We conduct the empirical analysis using all the U.S. firms listed on NYSE, AMEX, and NASDAQ

with December fiscal year ends but excluding financial firms (SIC codes between 6000 and 6999).

Because sufficient accounting information for calculating accruals and discretionary accruals is not

available prior to 1965, our sample spans the period from 1965 to 2005. We obtain accounting data

and stock return data from Standard & Poor’s Compustat database and the Center for Research

in Security Prices (CRSP) database, respectively. The total number of firm-year observations in

our sample is 36,585.

2.1 Accrual Measures

We rely on the balance-sheet method (Sloan, 1996) to calculate accruals throughout our empirical

analysis as the data on cash flow statement are only available after 1987:

AC = (∆CA− ∆Cash) − (∆CL− ∆STD − ∆TP ) −Dep, (1)

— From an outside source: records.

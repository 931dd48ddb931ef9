//! CLI command implementations
//!
//! All command functions return `CliResult<ExitCode>` instead of calling
//! `process::exit`. Error handling and exits happen in the top-level `run()`.

use std::path::{Path, PathBuf};

use harness_core::SizeClass;

use crate::config::{RunSettings, validate_output_root};
use crate::error::HarnessError;
use crate::payload::{load_file_info, load_payload};
use crate::report::RunReport;
use crate::run::Controller;
use crate::unit::UnitRegistry;

use super::{CliError, CliResult, ExitCode};

/// Arguments of the default run action, already separated from clap.
#[derive(Debug, Clone)]
pub struct RunArgs {
    pub input: PathBuf,
    pub unit: String,
    pub size: String,
    pub params: Option<PathBuf>,
    pub info: Option<PathBuf>,
    pub out: Option<PathBuf>,
    pub overwrite: bool,
    pub colored: bool,
}

/// Run one unit end to end and print its report.
///
/// Everything that can be rejected up front (size, unit name, payload and info files, output root, input file)
/// is checked before the controller exists, so no timer is ever started for an invalid invocation. Relative
/// paths resolve against `cwd`.
pub fn run_unit(args: RunArgs, registry: &UnitRegistry, cwd: &Path) -> CliResult<ExitCode> {
    let report = execute_run(args.clone(), registry, cwd)?;
    println!("{}", report.render(args.colored));

    if report.is_success() {
        Ok(ExitCode::SUCCESS)
    } else {
        // The report already carries the reason
        Err(CliError::new("", ExitCode::FAILURE))
    }
}

/// Validate the invocation, run the unit on a single-threaded runtime and return the report.
pub fn execute_run(args: RunArgs, registry: &UnitRegistry, cwd: &Path) -> CliResult<RunReport> {
    let resolve = |path: PathBuf| if path.is_absolute() { path } else { cwd.join(path) };

    let size: SizeClass = args.size.parse().map_err(HarnessError::from)?;
    let unit = registry.resolve(&args.unit)?;

    let params = args.params.map(resolve);
    let info = args.info.map(resolve);
    let file_info = load_file_info(info.as_deref())?;

    let root = args.out.map(resolve).unwrap_or_else(|| cwd.to_path_buf());
    validate_output_root(&root)?;

    let settings = RunSettings::new(resolve(args.input))
        .with_size(size)
        .with_output_root(root)
        .with_overwrite(args.overwrite);
    settings.dirs().bootstrap(settings.overwrite)?;

    if !settings.input_file.is_file() {
        return Err(CliError::failure(format!(
            "Input file '{}' doesn't exist",
            settings.input_file.display()
        )));
    }

    let payload = load_payload(params.as_deref(), cwd)?;

    let runtime = tokio::runtime::Builder::new_current_thread()
        .enable_all()
        .build()
        .map_err(|e| CliError::failure(format!("Cannot start async runtime: {e}")))?;

    tracing::debug!(unit = %args.unit, size = %size, input = %settings.input_file.display(), "running unit");
    let controller = Controller::new(&settings, file_info)?;
    Ok(runtime.block_on(controller.run(unit, payload)))
}

/// Print the registered unit names, one per line.
pub fn list_units(registry: &UnitRegistry) -> CliResult<ExitCode> {
    for name in registry.names() {
        println!("{name}");
    }
    Ok(ExitCode::SUCCESS)
}

#[cfg(test)]
#[allow(clippy::unwrap_used)]
mod tests {
    use std::fs;

    use super::*;
    use crate::units::builtin_registry;

    fn args(input: &str, unit: &str) -> RunArgs {
        RunArgs {
            input: PathBuf::from(input),
            unit: unit.to_string(),
            size: "s".to_string(),
            params: None,
            info: None,
            out: None,
            overwrite: false,
            colored: false,
        }
    }

    #[test]
    fn test_echo_run_succeeds_and_writes_output() {
        let dir = tempfile::tempdir().unwrap();
        fs::write(dir.path().join("input.txt"), "hello harness").unwrap();

        let report = execute_run(args("input.txt", "echo"), &builtin_registry(), dir.path()).unwrap();
        assert!(report.is_success());
        let copied = fs::read_to_string(dir.path().join("output").join("echo_output")).unwrap();
        assert_eq!(copied, "hello harness");
        assert!(dir.path().join("output").join("unitlog.json").is_file());
        assert!(dir.path().join("workFiles").is_dir());
    }

    #[test]
    fn test_invalid_size_fails_before_run() {
        let dir = tempfile::tempdir().unwrap();
        let mut bad = args("input.txt", "echo");
        bad.size = "xl".to_string();

        let err = execute_run(bad, &builtin_registry(), dir.path()).unwrap_err();
        assert_eq!(err.exit_code, ExitCode::FAILURE);
        assert!(err.message.contains("'xl' is not a valid size, must be one of [s, m, l]"));
        assert!(!dir.path().join("output").exists());
    }

    #[test]
    fn test_unknown_unit_fails_before_run() {
        let dir = tempfile::tempdir().unwrap();
        let err = execute_run(args("input.txt", "nope"), &builtin_registry(), dir.path()).unwrap_err();
        assert!(err.message.contains("It was not possible to load the unit 'nope'"));
    }

    #[test]
    fn test_missing_input_file() {
        let dir = tempfile::tempdir().unwrap();
        let err = execute_run(args("absent.txt", "echo"), &builtin_registry(), dir.path()).unwrap_err();
        assert!(err.message.starts_with("Input file '"));
        assert!(err.message.ends_with("absent.txt' doesn't exist"));
    }

    #[test]
    fn test_unknown_output_root() {
        let dir = tempfile::tempdir().unwrap();
        fs::write(dir.path().join("input.txt"), "x").unwrap();
        let mut bad = args("input.txt", "echo");
        bad.out = Some(PathBuf::from("missing_root"));

        let err = execute_run(bad, &builtin_registry(), dir.path()).unwrap_err();
        assert!(err.message.contains("is unknown"));
    }

    #[test]
    fn test_missing_params_file() {
        let dir = tempfile::tempdir().unwrap();
        fs::write(dir.path().join("input.txt"), "x").unwrap();
        let mut bad = args("input.txt", "echo");
        bad.params = Some(PathBuf::from("params.json"));

        let err = execute_run(bad, &builtin_registry(), dir.path()).unwrap_err();
        assert!(err.message.contains("params.json doesn't exist"));
    }

    #[test]
    fn test_overwrite_empties_previous_output() {
        let dir = tempfile::tempdir().unwrap();
        fs::write(dir.path().join("input.txt"), "a\nb\nc\n").unwrap();
        fs::create_dir_all(dir.path().join("output")).unwrap();
        fs::write(dir.path().join("output").join("stale.txt"), "old").unwrap();

        let mut run = args("input.txt", "splitter");
        run.overwrite = true;
        let report = execute_run(run, &builtin_registry(), dir.path()).unwrap();

        assert!(report.is_success());
        assert!(report.multiple_output_streams());
        assert!(!dir.path().join("output").join("stale.txt").exists());
        let even = fs::read_to_string(dir.path().join("output").join("even_lines")).unwrap();
        assert_eq!(even, "a\nc\n");
    }

    #[test]
    fn test_list_units_succeeds() {
        assert_eq!(list_units(&builtin_registry()).unwrap(), ExitCode::SUCCESS);
    }
}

where ∆CA = change in current assets (Compustat item 4), ∆Cash = change in cash/cash

equivalents (Compustat item 1), ∆CL = change in current liabilities (Compustat item 5), ∆STD

= change in debt included in current liabilities (Compustat item 34), ∆TP = change in income

taxes payable (Compustat item 71), and Dep = depreciation and amortization expense (Compustat

item 14). Following Sloan (1996), we scale a firm’s accruals by the firm’s average total assets (TA,

Compustat item 6) from the beginning to the end of a fiscal year.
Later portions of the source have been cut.